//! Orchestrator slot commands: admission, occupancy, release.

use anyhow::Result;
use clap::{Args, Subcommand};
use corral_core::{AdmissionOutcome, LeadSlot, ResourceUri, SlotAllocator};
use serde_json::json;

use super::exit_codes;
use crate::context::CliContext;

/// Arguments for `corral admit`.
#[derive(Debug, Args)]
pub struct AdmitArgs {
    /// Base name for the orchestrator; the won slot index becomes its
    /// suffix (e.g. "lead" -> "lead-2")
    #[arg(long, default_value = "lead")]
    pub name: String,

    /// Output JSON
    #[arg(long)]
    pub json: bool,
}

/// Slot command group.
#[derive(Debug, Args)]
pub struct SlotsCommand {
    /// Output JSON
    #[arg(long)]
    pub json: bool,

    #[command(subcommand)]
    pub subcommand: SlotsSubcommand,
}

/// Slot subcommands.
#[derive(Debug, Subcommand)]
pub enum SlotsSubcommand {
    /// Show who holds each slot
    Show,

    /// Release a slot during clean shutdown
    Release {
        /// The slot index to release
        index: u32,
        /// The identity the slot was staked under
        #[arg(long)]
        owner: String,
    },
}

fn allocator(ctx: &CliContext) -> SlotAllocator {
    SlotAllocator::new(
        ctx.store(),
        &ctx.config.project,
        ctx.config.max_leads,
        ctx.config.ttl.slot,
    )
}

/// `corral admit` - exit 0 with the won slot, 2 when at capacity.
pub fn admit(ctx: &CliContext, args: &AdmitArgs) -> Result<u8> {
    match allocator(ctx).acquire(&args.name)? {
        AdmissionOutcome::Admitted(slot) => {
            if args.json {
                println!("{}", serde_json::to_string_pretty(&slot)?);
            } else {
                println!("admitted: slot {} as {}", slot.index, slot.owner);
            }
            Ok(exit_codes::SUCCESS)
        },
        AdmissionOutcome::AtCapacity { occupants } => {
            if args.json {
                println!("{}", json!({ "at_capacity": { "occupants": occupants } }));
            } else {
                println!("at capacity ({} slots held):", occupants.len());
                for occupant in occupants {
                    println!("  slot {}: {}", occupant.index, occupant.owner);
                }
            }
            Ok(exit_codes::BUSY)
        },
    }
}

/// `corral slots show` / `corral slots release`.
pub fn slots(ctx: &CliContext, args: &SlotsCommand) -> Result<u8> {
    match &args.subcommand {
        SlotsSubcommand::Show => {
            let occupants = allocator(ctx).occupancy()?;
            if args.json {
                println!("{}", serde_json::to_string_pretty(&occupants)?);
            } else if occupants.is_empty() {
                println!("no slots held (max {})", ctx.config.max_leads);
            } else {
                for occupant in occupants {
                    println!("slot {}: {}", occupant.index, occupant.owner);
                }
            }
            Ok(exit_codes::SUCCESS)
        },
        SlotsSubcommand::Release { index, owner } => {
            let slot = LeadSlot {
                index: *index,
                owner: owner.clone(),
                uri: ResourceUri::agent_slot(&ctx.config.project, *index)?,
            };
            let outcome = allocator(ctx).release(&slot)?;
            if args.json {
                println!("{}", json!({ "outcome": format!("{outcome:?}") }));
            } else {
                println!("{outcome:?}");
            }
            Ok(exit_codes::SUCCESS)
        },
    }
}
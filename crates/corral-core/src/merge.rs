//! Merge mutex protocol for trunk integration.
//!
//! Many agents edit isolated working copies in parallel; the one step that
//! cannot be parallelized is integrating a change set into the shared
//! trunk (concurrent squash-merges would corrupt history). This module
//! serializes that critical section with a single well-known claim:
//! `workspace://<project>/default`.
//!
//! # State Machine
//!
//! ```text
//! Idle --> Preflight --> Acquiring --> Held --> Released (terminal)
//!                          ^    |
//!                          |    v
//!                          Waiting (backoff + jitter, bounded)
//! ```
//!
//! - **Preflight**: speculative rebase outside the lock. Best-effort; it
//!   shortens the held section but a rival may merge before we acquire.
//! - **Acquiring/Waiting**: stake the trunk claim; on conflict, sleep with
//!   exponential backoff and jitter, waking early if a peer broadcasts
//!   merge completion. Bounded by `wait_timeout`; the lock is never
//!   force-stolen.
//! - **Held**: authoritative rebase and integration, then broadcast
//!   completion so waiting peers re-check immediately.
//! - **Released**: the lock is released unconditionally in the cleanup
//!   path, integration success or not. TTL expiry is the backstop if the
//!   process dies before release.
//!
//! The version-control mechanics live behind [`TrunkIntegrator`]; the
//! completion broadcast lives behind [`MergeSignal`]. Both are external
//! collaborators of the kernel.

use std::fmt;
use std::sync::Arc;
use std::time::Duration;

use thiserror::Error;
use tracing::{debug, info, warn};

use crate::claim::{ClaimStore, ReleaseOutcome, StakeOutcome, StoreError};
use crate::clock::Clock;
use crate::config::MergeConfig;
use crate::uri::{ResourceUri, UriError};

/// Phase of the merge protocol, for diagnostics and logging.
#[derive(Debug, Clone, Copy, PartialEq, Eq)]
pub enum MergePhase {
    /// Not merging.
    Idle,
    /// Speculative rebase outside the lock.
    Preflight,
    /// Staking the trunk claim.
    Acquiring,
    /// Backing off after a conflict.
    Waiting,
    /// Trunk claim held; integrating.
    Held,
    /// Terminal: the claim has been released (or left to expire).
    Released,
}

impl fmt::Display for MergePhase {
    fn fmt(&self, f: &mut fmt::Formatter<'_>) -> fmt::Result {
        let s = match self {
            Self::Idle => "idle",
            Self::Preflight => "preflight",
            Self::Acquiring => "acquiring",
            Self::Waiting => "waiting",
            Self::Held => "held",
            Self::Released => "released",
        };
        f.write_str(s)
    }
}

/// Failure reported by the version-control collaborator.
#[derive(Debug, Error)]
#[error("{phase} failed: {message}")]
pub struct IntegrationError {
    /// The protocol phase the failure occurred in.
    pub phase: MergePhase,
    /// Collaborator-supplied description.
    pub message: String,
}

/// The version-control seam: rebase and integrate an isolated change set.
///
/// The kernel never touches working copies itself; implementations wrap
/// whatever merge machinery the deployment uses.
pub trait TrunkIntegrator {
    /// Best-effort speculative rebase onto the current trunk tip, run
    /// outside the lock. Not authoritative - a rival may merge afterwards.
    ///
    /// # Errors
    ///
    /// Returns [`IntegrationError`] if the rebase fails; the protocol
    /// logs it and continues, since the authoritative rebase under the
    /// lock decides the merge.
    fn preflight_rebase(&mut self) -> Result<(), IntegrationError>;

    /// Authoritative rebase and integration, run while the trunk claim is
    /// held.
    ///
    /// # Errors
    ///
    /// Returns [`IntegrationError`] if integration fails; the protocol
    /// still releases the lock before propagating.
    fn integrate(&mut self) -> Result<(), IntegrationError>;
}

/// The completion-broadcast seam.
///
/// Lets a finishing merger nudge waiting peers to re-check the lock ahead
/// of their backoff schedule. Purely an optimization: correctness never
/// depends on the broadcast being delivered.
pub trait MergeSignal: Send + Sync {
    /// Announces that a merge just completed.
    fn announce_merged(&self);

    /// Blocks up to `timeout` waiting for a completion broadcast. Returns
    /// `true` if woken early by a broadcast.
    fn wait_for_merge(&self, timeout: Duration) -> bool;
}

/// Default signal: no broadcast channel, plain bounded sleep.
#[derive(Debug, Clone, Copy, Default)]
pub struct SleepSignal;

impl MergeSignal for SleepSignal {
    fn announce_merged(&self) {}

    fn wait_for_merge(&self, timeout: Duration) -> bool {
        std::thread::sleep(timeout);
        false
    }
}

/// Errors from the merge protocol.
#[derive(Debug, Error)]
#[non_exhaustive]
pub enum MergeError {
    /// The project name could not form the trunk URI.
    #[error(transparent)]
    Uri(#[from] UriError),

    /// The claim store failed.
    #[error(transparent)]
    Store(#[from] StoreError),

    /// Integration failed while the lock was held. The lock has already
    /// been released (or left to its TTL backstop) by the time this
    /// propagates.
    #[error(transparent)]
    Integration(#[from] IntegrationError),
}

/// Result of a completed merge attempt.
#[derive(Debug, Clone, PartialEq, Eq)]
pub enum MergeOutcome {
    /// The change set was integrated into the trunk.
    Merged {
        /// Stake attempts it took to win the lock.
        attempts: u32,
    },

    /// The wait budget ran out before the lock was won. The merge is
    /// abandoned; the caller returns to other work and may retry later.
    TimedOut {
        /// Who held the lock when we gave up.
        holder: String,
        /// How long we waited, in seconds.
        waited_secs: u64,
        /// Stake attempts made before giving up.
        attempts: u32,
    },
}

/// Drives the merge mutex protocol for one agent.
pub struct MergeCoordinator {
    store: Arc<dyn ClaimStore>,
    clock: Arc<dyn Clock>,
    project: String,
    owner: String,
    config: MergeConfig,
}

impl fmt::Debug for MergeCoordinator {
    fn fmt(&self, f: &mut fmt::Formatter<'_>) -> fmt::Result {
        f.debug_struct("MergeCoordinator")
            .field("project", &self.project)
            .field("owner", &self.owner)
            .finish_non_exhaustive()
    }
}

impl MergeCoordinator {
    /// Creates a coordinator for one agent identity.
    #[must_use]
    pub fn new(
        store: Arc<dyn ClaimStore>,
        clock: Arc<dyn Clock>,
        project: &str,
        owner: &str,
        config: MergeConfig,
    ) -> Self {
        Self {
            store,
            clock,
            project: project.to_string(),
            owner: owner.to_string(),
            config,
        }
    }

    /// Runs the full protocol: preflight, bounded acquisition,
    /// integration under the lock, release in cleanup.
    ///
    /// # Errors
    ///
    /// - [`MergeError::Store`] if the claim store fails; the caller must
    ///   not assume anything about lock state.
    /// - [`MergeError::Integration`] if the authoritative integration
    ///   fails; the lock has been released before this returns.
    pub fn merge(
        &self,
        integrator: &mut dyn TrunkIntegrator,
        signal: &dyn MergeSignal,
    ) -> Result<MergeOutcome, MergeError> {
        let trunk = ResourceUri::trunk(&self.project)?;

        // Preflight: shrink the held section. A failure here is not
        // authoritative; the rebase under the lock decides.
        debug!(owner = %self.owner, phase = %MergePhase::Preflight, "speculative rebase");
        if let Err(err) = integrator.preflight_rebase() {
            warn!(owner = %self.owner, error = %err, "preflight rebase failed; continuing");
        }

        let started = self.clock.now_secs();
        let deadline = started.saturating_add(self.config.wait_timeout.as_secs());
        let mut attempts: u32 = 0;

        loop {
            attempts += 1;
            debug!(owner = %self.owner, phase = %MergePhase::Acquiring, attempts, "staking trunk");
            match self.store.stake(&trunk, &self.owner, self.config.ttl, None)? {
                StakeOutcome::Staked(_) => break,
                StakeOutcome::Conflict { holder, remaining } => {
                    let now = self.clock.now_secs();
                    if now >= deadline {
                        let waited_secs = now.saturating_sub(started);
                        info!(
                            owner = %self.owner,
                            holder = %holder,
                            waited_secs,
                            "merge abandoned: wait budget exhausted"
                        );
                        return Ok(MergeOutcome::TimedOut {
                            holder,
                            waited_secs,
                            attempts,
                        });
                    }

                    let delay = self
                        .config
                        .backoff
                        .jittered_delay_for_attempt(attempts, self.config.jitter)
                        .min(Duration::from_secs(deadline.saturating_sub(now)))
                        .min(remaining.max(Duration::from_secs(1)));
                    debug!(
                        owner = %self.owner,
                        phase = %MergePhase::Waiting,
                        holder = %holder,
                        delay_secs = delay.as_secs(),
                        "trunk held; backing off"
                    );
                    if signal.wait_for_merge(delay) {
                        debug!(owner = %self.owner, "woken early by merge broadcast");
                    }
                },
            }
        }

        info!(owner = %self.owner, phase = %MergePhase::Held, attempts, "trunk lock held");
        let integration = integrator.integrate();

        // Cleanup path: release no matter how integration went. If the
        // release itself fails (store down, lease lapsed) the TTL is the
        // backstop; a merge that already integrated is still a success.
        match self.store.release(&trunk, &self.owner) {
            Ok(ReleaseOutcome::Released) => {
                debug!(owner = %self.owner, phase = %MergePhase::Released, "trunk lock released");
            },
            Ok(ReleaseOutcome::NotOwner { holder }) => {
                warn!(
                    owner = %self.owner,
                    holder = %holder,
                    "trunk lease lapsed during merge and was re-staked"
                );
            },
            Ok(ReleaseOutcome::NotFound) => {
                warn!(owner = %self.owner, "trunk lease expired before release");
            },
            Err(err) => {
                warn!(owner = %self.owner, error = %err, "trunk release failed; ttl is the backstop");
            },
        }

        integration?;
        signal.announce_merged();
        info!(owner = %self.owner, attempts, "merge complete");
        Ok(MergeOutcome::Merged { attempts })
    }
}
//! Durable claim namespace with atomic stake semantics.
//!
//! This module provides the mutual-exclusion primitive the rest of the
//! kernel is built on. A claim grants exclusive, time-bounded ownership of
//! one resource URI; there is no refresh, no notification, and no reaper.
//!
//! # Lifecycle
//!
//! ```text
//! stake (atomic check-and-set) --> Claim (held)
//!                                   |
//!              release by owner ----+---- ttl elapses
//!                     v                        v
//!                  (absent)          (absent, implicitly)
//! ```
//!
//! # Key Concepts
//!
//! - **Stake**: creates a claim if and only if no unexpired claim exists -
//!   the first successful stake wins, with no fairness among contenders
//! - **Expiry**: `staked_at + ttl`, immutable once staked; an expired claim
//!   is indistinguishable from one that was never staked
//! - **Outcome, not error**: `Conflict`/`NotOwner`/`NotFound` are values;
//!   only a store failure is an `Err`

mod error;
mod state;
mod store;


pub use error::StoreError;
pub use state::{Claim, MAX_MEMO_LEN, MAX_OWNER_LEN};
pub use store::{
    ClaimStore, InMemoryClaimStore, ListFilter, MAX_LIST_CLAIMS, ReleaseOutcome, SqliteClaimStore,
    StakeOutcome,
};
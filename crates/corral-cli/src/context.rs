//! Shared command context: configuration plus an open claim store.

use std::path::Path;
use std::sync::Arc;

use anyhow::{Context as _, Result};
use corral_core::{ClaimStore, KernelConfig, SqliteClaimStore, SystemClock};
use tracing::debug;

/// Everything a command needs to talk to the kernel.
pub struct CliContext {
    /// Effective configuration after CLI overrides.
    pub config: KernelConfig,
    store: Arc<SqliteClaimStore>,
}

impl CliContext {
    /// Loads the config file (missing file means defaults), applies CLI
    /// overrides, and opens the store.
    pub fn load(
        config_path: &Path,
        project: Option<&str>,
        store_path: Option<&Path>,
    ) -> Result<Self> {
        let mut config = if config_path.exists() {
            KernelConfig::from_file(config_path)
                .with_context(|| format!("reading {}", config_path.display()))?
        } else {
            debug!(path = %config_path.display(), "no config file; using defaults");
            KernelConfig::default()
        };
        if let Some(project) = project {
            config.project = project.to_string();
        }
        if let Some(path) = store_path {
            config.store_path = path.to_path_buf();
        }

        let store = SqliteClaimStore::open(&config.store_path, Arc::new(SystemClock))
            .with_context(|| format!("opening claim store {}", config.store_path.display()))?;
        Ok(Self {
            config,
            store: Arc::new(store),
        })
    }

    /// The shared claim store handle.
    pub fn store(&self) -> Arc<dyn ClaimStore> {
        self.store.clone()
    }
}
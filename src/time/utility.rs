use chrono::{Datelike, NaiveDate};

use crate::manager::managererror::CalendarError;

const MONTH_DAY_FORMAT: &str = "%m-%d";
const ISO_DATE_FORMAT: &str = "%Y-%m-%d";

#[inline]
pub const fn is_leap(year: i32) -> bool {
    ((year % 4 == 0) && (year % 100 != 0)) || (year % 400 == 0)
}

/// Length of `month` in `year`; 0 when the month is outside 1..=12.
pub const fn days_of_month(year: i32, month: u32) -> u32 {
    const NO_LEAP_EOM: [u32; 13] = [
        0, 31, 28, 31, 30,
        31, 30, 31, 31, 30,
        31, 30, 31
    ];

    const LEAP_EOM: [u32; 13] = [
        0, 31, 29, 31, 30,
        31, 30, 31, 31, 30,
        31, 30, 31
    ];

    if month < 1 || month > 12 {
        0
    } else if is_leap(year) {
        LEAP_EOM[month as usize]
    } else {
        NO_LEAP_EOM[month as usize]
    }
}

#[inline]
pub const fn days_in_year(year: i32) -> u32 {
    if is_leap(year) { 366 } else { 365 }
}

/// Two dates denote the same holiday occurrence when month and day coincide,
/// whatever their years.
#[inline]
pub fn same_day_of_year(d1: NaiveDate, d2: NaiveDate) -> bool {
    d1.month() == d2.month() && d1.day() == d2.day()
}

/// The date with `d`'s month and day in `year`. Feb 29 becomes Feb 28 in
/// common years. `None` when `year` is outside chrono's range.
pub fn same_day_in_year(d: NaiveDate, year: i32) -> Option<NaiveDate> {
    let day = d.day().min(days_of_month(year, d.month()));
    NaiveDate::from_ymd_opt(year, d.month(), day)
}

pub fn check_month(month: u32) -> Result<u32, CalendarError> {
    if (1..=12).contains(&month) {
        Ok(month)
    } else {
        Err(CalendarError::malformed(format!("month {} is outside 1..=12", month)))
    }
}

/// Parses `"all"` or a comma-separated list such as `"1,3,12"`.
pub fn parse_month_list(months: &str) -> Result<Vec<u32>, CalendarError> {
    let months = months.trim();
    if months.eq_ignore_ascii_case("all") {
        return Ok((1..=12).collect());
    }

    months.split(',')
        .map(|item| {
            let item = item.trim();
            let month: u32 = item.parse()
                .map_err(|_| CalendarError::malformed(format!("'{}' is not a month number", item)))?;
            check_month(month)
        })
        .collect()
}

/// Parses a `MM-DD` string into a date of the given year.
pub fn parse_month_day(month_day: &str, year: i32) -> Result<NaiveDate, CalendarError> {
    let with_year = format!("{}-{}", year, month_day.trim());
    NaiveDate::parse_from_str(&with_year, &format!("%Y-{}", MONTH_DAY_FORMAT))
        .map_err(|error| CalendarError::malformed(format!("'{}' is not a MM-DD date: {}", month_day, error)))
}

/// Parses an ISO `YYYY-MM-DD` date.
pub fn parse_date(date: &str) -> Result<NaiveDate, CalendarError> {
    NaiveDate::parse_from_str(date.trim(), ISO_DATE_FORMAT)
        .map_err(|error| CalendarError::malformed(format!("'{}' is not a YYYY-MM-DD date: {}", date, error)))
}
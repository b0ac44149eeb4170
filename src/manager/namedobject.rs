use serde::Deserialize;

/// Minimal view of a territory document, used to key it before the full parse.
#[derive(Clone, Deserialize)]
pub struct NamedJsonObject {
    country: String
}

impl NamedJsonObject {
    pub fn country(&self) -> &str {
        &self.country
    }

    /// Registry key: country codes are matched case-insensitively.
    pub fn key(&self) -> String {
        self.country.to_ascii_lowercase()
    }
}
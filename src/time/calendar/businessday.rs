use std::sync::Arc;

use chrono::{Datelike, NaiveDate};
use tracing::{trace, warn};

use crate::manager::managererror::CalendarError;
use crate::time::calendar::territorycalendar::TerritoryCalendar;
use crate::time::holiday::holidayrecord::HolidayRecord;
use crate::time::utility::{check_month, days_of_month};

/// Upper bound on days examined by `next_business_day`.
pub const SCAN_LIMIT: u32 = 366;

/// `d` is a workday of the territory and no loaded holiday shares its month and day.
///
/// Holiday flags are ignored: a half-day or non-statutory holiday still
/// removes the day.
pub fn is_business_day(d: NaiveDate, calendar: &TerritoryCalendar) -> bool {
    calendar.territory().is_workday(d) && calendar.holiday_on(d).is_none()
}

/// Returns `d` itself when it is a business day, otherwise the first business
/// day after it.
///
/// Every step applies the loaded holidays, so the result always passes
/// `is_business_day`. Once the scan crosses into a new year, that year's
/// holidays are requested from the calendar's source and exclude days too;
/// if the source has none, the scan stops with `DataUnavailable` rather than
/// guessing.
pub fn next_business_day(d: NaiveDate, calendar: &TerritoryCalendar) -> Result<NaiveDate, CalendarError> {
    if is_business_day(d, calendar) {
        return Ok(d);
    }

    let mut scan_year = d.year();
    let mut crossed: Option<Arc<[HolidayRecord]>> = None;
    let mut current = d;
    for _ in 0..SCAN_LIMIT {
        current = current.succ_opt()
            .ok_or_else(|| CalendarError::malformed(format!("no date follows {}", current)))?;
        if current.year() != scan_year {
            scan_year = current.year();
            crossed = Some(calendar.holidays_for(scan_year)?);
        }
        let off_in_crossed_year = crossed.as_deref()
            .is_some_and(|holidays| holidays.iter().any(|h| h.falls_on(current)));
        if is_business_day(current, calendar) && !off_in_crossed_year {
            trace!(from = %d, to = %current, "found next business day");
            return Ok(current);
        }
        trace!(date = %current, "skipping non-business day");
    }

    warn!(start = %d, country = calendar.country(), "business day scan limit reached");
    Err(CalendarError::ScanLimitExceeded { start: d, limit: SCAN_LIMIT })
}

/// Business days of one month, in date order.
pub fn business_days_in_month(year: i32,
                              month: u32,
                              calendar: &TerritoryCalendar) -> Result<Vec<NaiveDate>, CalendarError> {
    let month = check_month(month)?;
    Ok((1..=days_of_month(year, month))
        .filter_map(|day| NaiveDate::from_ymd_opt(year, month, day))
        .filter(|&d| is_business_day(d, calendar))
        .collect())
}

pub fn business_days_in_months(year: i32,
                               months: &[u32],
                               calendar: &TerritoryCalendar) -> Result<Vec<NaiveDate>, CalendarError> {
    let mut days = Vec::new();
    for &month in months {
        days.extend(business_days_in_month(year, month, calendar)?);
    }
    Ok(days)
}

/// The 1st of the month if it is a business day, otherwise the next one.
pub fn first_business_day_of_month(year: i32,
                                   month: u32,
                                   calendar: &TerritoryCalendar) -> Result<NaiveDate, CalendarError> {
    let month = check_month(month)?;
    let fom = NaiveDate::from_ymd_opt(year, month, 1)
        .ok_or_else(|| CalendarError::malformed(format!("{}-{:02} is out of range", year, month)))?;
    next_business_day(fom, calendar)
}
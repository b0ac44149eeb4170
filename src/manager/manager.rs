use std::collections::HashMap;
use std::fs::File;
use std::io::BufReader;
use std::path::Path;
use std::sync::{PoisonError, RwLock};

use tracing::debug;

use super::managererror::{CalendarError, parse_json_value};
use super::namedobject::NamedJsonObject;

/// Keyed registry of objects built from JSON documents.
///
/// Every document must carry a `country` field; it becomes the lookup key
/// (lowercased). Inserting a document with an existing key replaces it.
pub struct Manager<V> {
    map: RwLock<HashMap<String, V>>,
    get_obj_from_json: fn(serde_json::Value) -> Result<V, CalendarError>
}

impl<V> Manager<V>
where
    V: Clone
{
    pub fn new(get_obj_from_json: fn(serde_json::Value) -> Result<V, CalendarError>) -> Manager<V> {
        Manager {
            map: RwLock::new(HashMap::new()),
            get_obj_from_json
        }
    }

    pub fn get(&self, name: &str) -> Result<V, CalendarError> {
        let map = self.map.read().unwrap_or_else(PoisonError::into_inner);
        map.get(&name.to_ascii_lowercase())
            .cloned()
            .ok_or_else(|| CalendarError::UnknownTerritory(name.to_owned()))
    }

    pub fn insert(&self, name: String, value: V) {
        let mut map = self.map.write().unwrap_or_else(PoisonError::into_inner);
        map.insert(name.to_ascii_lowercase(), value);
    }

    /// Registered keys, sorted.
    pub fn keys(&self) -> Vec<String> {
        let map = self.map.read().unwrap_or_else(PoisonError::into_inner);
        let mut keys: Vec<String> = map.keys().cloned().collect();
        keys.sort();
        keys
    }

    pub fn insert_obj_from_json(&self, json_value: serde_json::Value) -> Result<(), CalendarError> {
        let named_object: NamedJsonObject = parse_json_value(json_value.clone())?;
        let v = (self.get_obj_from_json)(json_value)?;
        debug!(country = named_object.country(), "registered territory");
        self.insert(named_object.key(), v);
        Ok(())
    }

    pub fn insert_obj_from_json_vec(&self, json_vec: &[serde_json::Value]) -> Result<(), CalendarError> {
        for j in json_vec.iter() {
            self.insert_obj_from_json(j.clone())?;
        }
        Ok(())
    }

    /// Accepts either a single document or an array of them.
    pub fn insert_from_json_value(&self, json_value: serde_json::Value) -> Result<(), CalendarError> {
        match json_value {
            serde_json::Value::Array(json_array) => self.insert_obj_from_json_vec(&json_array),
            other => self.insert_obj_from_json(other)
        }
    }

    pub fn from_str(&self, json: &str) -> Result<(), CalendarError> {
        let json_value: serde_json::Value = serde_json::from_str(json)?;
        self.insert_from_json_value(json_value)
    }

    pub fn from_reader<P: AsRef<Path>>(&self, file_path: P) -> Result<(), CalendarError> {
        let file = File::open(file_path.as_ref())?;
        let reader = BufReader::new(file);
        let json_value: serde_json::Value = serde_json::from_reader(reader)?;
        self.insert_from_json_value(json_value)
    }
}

* * *

In the material above, how many lines hold the string "enum"? Give the number and nothing else.

4